La détransition médicale était souvent vécue comme un défi physique et psychologique. Certaines personnes ont initié le processus après des gonadectomies ou des chirurgies inférieures, ce qui signifiait passer des hormones masculinisantes aux hormones féminisantes ou vice-versa.
« Le premier médecin que j’ai consulté – ; et le deuxième médecin – ; tous les deux n’avaient aucune idée de ce qui se passait… J’ai envie de plus d’informations [is needed] autour spécifiquement des personnes qui ont besoin d’arrêter la testostérone pour revenir à une autre [hormone] », a déclaré une autre participante à l’étude qui s’identifie maintenant comme une femme. Au cours de son processus de transition initial en tant que jeune transgenre, sa dysphorie de genre avait été traitée avec de la testostérone et à la fois par ovariectomie et hystérectomie. testostérone à l’œstrogène, elle sentait que ses prestataires médicaux n’étaient pas préparés à répondre à ses besoins.
Outre les problèmes de santé physique et mentale, les facteurs motivant la détransition comprenaient les complications chirurgicales et la douleur postopératoire, les parents ou les partenaires amoureux non favorables et la discrimination à l’emploi. Au cours des deux dernières années, la pandémie de COVID-19 et les blocages associés ont constitué un obstacle supplémentaire, entraînant des difficultés d’accès aux rendez-vous cliniques ou aux chirurgies d’affirmation de genre.

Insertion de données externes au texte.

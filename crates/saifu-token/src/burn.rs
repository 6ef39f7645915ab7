//! Burn address designation and the exact-amount burn gate.

use serde::{Deserialize, Serialize};

use saifu_types::{AccountId, Amount, Result, SaifuError};

/// Holds the optional burn address.
#[derive(Debug, Clone, Default, PartialEq, Eq, Serialize, Deserialize)]
pub struct BurnRegistry {
    burn_address: Option<AccountId>,
}

impl BurnRegistry {
    #[must_use]
    pub fn new() -> Self {
        Self { burn_address: None }
    }

    #[must_use]
    pub fn with_address(burn_address: Option<AccountId>) -> Self {
        Self { burn_address }
    }

    /// The designated burn address, if any.
    #[must_use]
    pub fn address(&self) -> Option<AccountId> {
        self.burn_address
    }

    /// The burn address, or `BurnAddressNotSet`.
    pub fn require_address(&self) -> Result<AccountId> {
        self.burn_address.ok_or(SaifuError::BurnAddressNotSet)
    }

    /// Designate (or replace) the burn address.
    ///
    /// # Errors
    /// Returns `InvalidRecipient` if `address` is null.
    pub fn set(&mut self, address: AccountId) -> Result<()> {
        if address.is_null() {
            return Err(SaifuError::InvalidRecipient);
        }
        self.burn_address = Some(address);
        Ok(())
    }

    /// Accept a burn request only if it names the burn address balance
    /// exactly. Larger and smaller values are both rejected, as is zero.
    pub fn check_exact(current_balance: Amount, requested: Amount) -> Result<()> {
        if requested.is_zero() {
            return Err(SaifuError::InvalidAmount {
                reason: "burn amount must be greater than zero".into(),
            });
        }
        if requested != current_balance {
            return Err(SaifuError::InvalidAmount {
                reason: format!(
                    "burn amount {requested} does not match burn address balance {current_balance}"
                ),
            });
        }
        Ok(())
    }
}

#[cfg(test)]
mod tests {
    use super::*;

    #[test]
    fn unset_by_default() {
        let reg = BurnRegistry::new();
        assert_eq!(reg.address(), None);
        assert_eq!(reg.require_address().unwrap_err(), SaifuError::BurnAddressNotSet);
    }

    #[test]
    fn set_is_repeatable() {
        let mut reg = BurnRegistry::new();
        let a = AccountId::random();
        let b = AccountId::random();
        reg.set(a).unwrap();
        reg.set(b).unwrap();
        assert_eq!(reg.address(), Some(b));
    }

    #[test]
    fn set_null_rejected() {
        let mut reg = BurnRegistry::with_address(Some(AccountId::from_low_u64(1)));
        assert_eq!(reg.set(AccountId::ZERO).unwrap_err(), SaifuError::InvalidRecipient);
        assert_eq!(reg.address(), Some(AccountId::from_low_u64(1)));
    }

    #[test]
    fn exact_amount_gate() {
        let balance = Amount::from(2_000u64);
        assert!(BurnRegistry::check_exact(balance, balance).is_ok());
        assert!(BurnRegistry::check_exact(balance, Amount::from(1_999u64)).is_err());
        assert!(BurnRegistry::check_exact(balance, Amount::from(2_001u64)).is_err());
        assert!(BurnRegistry::check_exact(Amount::zero(), Amount::zero()).is_err());
    }
}
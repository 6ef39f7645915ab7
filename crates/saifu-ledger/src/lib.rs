//! # saifu-ledger
//!
//! **Ledger Core**: balance and allowance accounting, controller gating,
//! and the supply conservation check.
//!
//! ## Architecture
//!
//! 1. **Ledger**: `account → balance` and `(owner, spender) → allowance`
//! 2. **Controller**: single privileged identity gating owner-only calls
//! 3. **SupplyConservation**: tracks initial supply and burns, verifies
//!    that every base unit is accounted for
//! 4. **FungibleAsset**: trait seam used by holders that custody tokens
//!    under their own address
//!
//! Every mutation either applies in full or leaves the ledger unchanged:
//! new values are computed through checked arithmetic before any write.

pub mod access;
pub mod asset;
pub mod ledger;
pub mod supply_conservation;

pub use access::Controller;
pub use asset::FungibleAsset;
pub use ledger::Ledger;
pub use supply_conservation::SupplyConservation;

Pour l’étude, 28 adultes âgés de 20 à 53 ans – dont la majorité étaient des femmes à la naissance – ont été interrogés sur leurs expériences de détransition, y compris leurs rencontres avec les soins de santé lors de l’arrêt ou de l’inversion de soins médicaux ou chirurgicaux affirmant le genre.
MacKinnon et d’autres chercheurs de l’Université Simon Fraser, de l’Université de la Colombie-Britannique, de l’Université du Michigan et de l’Université de Toronto qui ont travaillé sur cette étude, concluent que des recherches supplémentaires et des conseils cliniques sont nécessaires pour répondre aux besoins non satisfaits de ceux qui arrêtent ou cherchent à inverser interventions antérieures d’affirmation de genre.